== Work to be completed ==
For this exercise, copy out each line of the material below that includes "units".
---- Provided records
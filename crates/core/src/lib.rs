//! Core animation module - pure, deterministic, and testable
//!
//! Everything that decides what ends up on screen lives here. It has no
//! dependency on the terminal, so every behavior can be driven tick by tick
//! in tests.
//!
//! # Module Structure
//!
//! - [`art`]: sprite frames parsed from multi-line text
//! - [`canvas`]: the shared glyph grid and the [`Display`](canvas::Display) it is flushed to
//! - [`rng`]: seedable LCG, forked per unit
//! - [`units`]: `Twinkle`, `Shot` and `Pilot`
//! - [`scheduler`]: registration-order round robin over the units
//!
//! # Example
//!
//! ```
//! use tui_starfield_core::{Canvas, Scheduler, Shot, TickOutcome};
//! use tui_starfield_types::{Movement, Position};
//!
//! let mut canvas = Canvas::new(20, 100);
//! let mut scheduler: Scheduler = Scheduler::new();
//! scheduler.register_required(Shot::new(Position::new(8.0, 80.0)));
//!
//! let mut ticks = 0;
//! while scheduler.tick(&mut canvas, Movement::NONE) == TickOutcome::Running {
//!     ticks += 1;
//! }
//! // Two muzzle-flash ticks, 26 ticks in flight, and the tick it left the grid.
//! assert_eq!(ticks + 1, 2 + 27);
//! ```

pub mod art;
pub mod canvas;
pub mod rng;
pub mod scheduler;
pub mod units;

pub use tui_starfield_types as types;

pub use art::{ArtError, FrameArt};
pub use canvas::{Canvas, Cell, Display};
pub use rng::SimpleRng;
pub use scheduler::{Scheduler, TickOutcome, UnitId};
pub use units::{FrameCycle, Pilot, Shot, ShotStage, Tickable, Twinkle, Unit, TWINKLE_PHASES};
--------
== Result for this task ==
//! - [`units`]: `Twinkle`, `Shot` and `Pilot`
//! - [`scheduler`]: registration-order round robin over the units
pub mod units;
pub use units::{FrameCycle, Pilot, Shot, ShotStage, Tickable, Twinkle, Unit, TWINKLE_PHASES};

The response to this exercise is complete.